▶ [Extracted records]
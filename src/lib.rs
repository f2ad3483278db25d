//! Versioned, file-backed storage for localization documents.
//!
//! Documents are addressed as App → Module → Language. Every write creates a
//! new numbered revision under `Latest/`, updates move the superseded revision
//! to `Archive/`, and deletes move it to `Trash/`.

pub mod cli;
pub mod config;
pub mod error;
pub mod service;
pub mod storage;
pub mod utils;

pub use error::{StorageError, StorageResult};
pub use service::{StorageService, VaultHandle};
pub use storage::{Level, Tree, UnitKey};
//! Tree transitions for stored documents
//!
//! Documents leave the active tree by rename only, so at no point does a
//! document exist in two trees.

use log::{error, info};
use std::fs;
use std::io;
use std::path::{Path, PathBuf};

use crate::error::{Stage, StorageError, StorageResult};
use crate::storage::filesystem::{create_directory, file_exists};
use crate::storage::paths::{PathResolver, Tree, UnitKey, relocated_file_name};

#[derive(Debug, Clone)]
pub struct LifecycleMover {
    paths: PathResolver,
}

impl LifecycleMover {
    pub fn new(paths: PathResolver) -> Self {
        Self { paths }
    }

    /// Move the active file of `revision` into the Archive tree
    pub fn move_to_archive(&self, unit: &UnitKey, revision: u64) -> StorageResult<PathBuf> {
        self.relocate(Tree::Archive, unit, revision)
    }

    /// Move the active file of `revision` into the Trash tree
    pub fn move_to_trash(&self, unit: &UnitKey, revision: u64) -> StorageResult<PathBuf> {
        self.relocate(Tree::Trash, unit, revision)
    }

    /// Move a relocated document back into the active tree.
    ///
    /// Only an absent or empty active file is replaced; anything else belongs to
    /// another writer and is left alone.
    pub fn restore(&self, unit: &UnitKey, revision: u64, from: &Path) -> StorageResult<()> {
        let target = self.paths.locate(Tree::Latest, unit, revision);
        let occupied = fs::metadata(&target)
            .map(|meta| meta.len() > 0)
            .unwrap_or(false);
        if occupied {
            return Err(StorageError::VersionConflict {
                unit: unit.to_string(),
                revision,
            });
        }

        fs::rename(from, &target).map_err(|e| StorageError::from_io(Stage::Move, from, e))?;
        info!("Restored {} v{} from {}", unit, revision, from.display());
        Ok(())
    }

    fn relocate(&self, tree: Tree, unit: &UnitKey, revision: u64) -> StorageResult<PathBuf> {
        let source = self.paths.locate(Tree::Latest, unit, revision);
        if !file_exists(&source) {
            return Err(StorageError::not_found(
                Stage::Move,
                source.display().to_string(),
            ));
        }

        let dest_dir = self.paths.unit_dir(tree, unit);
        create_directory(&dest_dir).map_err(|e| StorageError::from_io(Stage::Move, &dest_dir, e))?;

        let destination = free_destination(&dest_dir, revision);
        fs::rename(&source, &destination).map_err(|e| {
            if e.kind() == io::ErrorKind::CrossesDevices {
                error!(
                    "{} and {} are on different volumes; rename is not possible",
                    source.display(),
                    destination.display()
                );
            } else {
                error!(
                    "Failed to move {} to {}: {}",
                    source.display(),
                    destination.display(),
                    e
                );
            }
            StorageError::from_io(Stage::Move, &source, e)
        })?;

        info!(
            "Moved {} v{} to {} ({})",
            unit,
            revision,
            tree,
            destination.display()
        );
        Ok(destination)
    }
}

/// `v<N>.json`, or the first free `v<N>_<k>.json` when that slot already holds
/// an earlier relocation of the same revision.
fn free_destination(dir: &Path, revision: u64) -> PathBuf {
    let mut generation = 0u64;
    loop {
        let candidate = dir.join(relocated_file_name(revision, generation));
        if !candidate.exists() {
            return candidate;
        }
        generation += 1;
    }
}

▶ [Task item]
Set down, from the entries above, exactly the lines from the one with "the active tree." up to and including the one with "let destination = free_destination(&dest_dir, revision);", and no other lines.

▶ [Exercise result]
    /// Move a relocated document back into the active tree.
    ///
    /// Only an absent or empty active file is replaced; anything else belongs to
    /// another writer and is left alone.
    pub fn restore(&self, unit: &UnitKey, revision: u64, from: &Path) -> StorageResult<()> {
        let target = self.paths.locate(Tree::Latest, unit, revision);
        let occupied = fs::metadata(&target)
            .map(|meta| meta.len() > 0)
            .unwrap_or(false);
        if occupied {
            return Err(StorageError::VersionConflict {
                unit: unit.to_string(),
                revision,
            });
        }

        fs::rename(from, &target).map_err(|e| StorageError::from_io(Stage::Move, from, e))?;
        info!("Restored {} v{} from {}", unit, revision, from.display());
        Ok(())
    }

    fn relocate(&self, tree: Tree, unit: &UnitKey, revision: u64) -> StorageResult<PathBuf> {
        let source = self.paths.locate(Tree::Latest, unit, revision);
        if !file_exists(&source) {
            return Err(StorageError::not_found(
                Stage::Move,
                source.display().to_string(),
            ));
        }

        let dest_dir = self.paths.unit_dir(tree, unit);
        create_directory(&dest_dir).map_err(|e| StorageError::from_io(Stage::Move, &dest_dir, e))?;

        let destination = free_destination(&dest_dir, revision);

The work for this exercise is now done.